René Twardzik

Personal information
- Date of birth: 25 June 1970 (age 56)
- Place of birth: Třinec, Czechoslovakia
- Position: Goalkeeper

Youth career
- 1978–1986: TZ Třinec

Senior career*
- Years: Team / Apps / (Gls)
- 1986–1987: TZ Třinec / 1 / (0)
- 1987–1988: Slavia Prague / 0 / (0)
- 1988–1989: VTJ Tábor / 16 / (0)
- 1989–1990: VTJ Karlovy Vary / 0 / (0)
- 1990–1992: TZ Třinec / 0 / (0)
- 1992–1994: Boby Brno / 46 / (0)
- 1994–1996: FC Vítkovice / 8 / (0)
- 1996–1999: Opava / 86 / (0)
- 1999–2001: Sachsen Leipzig / 69 / (0)
- 2001–2005: Rot-Weiß Erfurt / 124 / (0)
- 2005–2008: Sachsen Leipzig / 56 / (0)
- 2018: Rot-Weiß Erfurt / 0 / (0)
- Total:  / 406 / (0)

International career
- Czechoslovakia U21 / 4 / (0)

= René Twardzik =

Czech footballer and coach

René Twardzik (born 25 June 1970) is a Czech former professional footballer who played as a goalkeeper.

==Playing career==
Born in Třinec, Twardzik played for TZ Třinec, Slavia Prague, VTJ Tábor, VTJ Karlovy Vary, Boby Brno, FC Vítkovice, Opava, Sachsen Leipzig and Rot-Weiß Erfurt.
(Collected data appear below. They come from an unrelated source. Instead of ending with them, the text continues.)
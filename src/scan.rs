//! Directory scan: collect source files, parse them in parallel, and
//! index the results into a [`SymbolTable`].

use crate::model::LuaFile;
use crate::parser;
use crate::symbols::SymbolTable;
use anyhow::{Context, Result};
use rayon::prelude::*;
use std::borrow::Cow;
use std::fs;
use std::path::{Path, PathBuf};
use tracing::{debug, warn};

/// What to pick up while walking directories.
#[derive(Debug, Clone)]
pub struct ScanOptions {
    /// Source file extension, without the dot
    pub extension: String,
    /// Paths matching any of these are skipped
    pub exclude: Vec<glob::Pattern>,
}

impl Default for ScanOptions {
    fn default() -> Self {
        ScanOptions {
            extension: "lua".to_string(),
            exclude: Vec::new(),
        }
    }
}

impl ScanOptions {
    /// Compile exclude patterns given on the command line.
    pub fn with_excludes(mut self, patterns: &[String]) -> Result<Self> {
        for pattern in patterns {
            let compiled = glob::Pattern::new(pattern)
                .with_context(|| format!("invalid exclude pattern: {}", pattern))?;
            self.exclude.push(compiled);
        }
        Ok(self)
    }

    fn is_excluded(&self, path: &Path) -> bool {
        self.exclude.iter().any(|p| p.matches_path(path))
    }
}

/// Read and parse a single source file. Bytes that are not valid UTF-8 are
/// replaced with U+FFFD.
pub fn parse_file(path: &Path) -> Result<LuaFile> {
    let bytes = fs::read(path).with_context(|| format!("failed to read {}", path.display()))?;
    let content = String::from_utf8_lossy(&bytes);
    if matches!(content, Cow::Owned(_)) {
        warn!(path = %path.display(), "file is not valid UTF-8, decoding lossily");
    }
    Ok(parser::parse_source(&content))
}

/// Parse every source file under `paths` and build the symbol table.
///
/// Files are parsed independently on the rayon pool; the table is filled
/// afterwards in path order so the result does not depend on scheduling.
pub fn scan_paths(paths: &[PathBuf], options: &ScanOptions) -> Result<SymbolTable> {
    let files = collect_files(paths, options)?;

    let parsed: Vec<(String, LuaFile)> = files
        .par_iter()
        .map(|path| -> Result<(String, LuaFile)> {
            Ok((path.to_string_lossy().to_string(), parse_file(path)?))
        })
        .collect::<Result<_>>()?;

    let mut symbols = SymbolTable::new();
    for (path, file) in parsed {
        debug!(
            path = %path,
            functions = file.functions.len(),
            classes = file.classes.len(),
            aliases = file.aliases.len(),
            "parsed file"
        );
        for err in &file.errors {
            warn!(path = %path, line = err.line, "{}", err.message);
        }
        symbols.add_file(path, file);
    }
    Ok(symbols)
}

/// Expand the given paths into a sorted list of source files.
///
/// Files are taken as given, directories are walked recursively for the
/// configured extension, and anything else is treated as a glob pattern.
pub fn collect_files(paths: &[PathBuf], options: &ScanOptions) -> Result<Vec<PathBuf>> {
    let mut files = Vec::new();
    for path in paths {
        if path.is_file() {
            files.push(path.clone());
            continue;
        }
        let pattern = if path.is_dir() {
            let root = glob::Pattern::escape(&path.to_string_lossy());
            format!("{}/**/*.{}", root.trim_end_matches('/'), options.extension)
        } else {
            path.to_string_lossy().to_string()
        };
        let matches: Vec<_> = glob::glob(&pattern)
            .with_context(|| format!("invalid glob pattern: {}", pattern))?
            .filter_map(|r| r.ok())
            .filter(|p| p.is_file() && !options.is_excluded(p))
            .collect();
        if matches.is_empty() {
            warn!("no files matched: {}", pattern);
        }
        files.extend(matches);
    }
    // Sort for deterministic output
    files.sort();
    files.dedup();
    Ok(files)
}
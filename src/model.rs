//! Data model for parsed annotations: format-agnostic.

use crate::types::TypeExpr;
use serde::Serialize;

/// Everything extracted from a single source file.
#[derive(Debug, Default, Clone, Serialize)]
pub struct LuaFile {
    pub functions: Vec<Func>,
    pub classes: Vec<Class>,
    pub aliases: Vec<Alias>,
    /// Blocks that failed to parse. Never fatal for the rest of the file.
    pub errors: Vec<ParseError>,
}

impl LuaFile {
    pub fn is_empty(&self) -> bool {
        self.functions.is_empty()
            && self.classes.is_empty()
            && self.aliases.is_empty()
            && self.errors.is_empty()
    }
}

/// A documented function.
#[derive(Debug, Default, Clone, PartialEq, Serialize)]
pub struct Func {
    pub name: String,
    pub summary: String,
    pub params: Vec<Param>,
    pub returns: Vec<Return>,
    #[serde(skip_serializing_if = "Option::is_none")]
    pub example: Option<String>,
    #[serde(skip_serializing_if = "Option::is_none")]
    pub note: Option<String>,
    pub private: bool,
    pub deprecated: bool,
    /// The comment lines exactly as they appear in the source
    #[serde(skip)]
    pub raw_annotation: Vec<String>,
    /// 1-based line of the first comment line
    pub line: usize,
}

/// `@param` entry, or a sub-parameter nested under one.
#[derive(Debug, Clone, PartialEq, Serialize)]
pub struct Param {
    /// Parameter name, or `...` for varargs
    pub name: String,
    #[serde(rename = "type")]
    pub ty: TypeExpr,
    pub desc: String,
    /// Explicit indented sub-lines. Empty when none were written.
    #[serde(skip_serializing_if = "Vec::is_empty")]
    pub subparams: Vec<Param>,
}

impl Param {
    pub fn new(name: impl Into<String>, ty: TypeExpr, desc: impl Into<String>) -> Self {
        Param {
            name: name.into(),
            ty,
            desc: desc.into(),
            subparams: Vec::new(),
        }
    }
}

/// `@return` entry.
#[derive(Debug, Clone, PartialEq, Serialize)]
pub struct Return {
    #[serde(rename = "type")]
    pub ty: TypeExpr,
    pub desc: String,
}

/// Field visibility. A field without a scope keyword is public.
#[derive(Debug, Clone, Copy, PartialEq, Eq, Serialize)]
#[serde(rename_all = "lowercase")]
pub enum Scope {
    Private,
    Protected,
    Package,
    Public,
}

impl Scope {
    pub fn from_keyword(word: &str) -> Option<Scope> {
        match word {
            "private" => Some(Scope::Private),
            "protected" => Some(Scope::Protected),
            "package" => Some(Scope::Package),
            "public" => Some(Scope::Public),
            _ => None,
        }
    }
}

/// `@field` entry of a class.
#[derive(Debug, Clone, PartialEq, Serialize)]
pub struct Field {
    /// None for map-style fields (`[KeyType] Type`)
    pub name: Option<String>,
    #[serde(skip_serializing_if = "Option::is_none")]
    pub key_type: Option<TypeExpr>,
    #[serde(rename = "type")]
    pub ty: TypeExpr,
    pub desc: String,
    #[serde(skip_serializing_if = "Option::is_none")]
    pub scope: Option<Scope>,
}

impl Field {
    pub fn is_public(&self) -> bool {
        matches!(self.scope, None | Some(Scope::Public))
    }
}

/// `@class` declaration.
#[derive(Debug, Clone, PartialEq, Serialize)]
pub struct Class {
    pub name: String,
    #[serde(skip_serializing_if = "Option::is_none")]
    pub parent: Option<String>,
    /// Never expanded into sub-parameters
    pub opaque: bool,
    /// Declared with `(exact)`
    pub exact: bool,
    pub desc: String,
    pub fields: Vec<Field>,
}

/// `@alias` declaration enumerating string values.
#[derive(Debug, Clone, PartialEq, Serialize)]
pub struct Alias {
    pub name: String,
    pub values: Vec<AliasValue>,
}

#[derive(Debug, Clone, PartialEq, Eq, Serialize)]
pub struct AliasValue {
    pub value: String,
    pub desc: String,
}

/// A comment block that could not be parsed.
#[derive(Debug, Clone, PartialEq, Serialize)]
pub struct ParseError {
    pub message: String,
    /// 1-based line of the first offending line
    pub line: usize,
    /// The chunk plus the declaration line that followed it
    pub lines: Vec<String>,
}

impl std::fmt::Display for ParseError {
    fn fmt(&self, f: &mut std::fmt::Formatter<'_>) -> std::fmt::Result {
        writeln!(f, "{}", self.message)?;
        for line in &self.lines {
            writeln!(f, "{}", line)?;
        }
        Ok(())
    }
}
He played four matches for Czechoslovakia U21.

==Coaching career==
Twardzik became the goalkeeping coach of Rot-Weiß Erfurt in July 2010. From September 2018 to November 2018, he sat on the bench for Rot-Weiß Erfurt for five games due to injuries. At the end of January 2020, the club ceased operations due to financial difficulties, and as a result, withdrew from the Regionalliga Nordost. The day after, he was released by the club.

==Personal life==
His sons Dan, Filip and Patrik are also all professional footballers. As of 2014 he has lived in Germany for 15 years.